» **Exercise objective**
How many lines of the records hold the string "TimelineRow"? Reply with the number alone.

Stored data entries:
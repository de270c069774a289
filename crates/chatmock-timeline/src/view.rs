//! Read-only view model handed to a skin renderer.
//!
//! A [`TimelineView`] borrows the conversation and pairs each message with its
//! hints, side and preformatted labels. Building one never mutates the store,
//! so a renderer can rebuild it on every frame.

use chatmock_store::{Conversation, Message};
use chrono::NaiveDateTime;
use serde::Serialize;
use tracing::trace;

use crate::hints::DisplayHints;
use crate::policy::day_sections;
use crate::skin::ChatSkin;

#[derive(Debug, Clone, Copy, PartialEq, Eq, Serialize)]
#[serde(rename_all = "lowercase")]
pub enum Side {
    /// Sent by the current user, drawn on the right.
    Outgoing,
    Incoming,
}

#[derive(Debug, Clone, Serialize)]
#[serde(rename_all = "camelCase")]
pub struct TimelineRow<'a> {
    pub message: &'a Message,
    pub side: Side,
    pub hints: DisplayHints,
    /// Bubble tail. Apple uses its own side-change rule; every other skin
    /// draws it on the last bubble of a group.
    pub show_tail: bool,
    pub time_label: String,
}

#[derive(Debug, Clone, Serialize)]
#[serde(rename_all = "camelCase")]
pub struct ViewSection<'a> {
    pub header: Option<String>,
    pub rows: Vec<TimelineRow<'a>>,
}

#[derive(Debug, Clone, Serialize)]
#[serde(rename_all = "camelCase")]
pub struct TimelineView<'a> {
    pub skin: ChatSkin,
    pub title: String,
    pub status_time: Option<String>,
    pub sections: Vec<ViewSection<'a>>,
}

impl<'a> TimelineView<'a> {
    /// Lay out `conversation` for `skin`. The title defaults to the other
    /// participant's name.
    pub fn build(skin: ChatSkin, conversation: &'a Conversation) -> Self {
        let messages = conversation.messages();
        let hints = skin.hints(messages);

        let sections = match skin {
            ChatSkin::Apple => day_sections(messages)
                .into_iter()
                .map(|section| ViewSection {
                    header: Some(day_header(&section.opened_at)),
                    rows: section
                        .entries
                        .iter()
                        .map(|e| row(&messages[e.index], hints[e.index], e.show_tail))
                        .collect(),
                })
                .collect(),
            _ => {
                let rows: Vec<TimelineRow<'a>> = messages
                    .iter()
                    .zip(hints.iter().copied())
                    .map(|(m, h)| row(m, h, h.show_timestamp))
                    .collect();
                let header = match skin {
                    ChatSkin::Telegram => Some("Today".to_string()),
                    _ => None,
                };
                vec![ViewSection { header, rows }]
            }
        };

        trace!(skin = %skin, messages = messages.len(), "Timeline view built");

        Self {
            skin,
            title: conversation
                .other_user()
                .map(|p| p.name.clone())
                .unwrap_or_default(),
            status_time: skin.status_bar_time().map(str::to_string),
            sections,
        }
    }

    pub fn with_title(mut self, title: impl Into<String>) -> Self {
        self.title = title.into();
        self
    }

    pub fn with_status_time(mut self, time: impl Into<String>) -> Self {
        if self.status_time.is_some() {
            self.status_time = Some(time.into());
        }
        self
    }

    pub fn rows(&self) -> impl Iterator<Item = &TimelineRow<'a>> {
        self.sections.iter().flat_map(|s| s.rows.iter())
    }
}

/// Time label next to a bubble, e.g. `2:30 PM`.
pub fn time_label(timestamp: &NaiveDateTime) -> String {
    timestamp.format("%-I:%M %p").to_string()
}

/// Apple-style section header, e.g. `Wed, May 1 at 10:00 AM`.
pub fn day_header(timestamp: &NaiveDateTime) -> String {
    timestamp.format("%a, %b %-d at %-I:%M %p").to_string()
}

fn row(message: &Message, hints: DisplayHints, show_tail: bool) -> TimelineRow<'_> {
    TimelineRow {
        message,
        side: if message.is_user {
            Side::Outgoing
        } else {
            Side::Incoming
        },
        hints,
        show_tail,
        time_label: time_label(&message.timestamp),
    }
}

...

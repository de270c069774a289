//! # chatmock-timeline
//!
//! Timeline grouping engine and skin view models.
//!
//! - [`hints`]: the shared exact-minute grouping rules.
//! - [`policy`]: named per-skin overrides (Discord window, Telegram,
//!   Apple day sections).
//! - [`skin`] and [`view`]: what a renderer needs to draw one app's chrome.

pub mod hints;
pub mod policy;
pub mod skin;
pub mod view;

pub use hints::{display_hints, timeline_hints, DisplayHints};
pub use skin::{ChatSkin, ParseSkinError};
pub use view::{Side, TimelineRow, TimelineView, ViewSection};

» **Expected answer**
7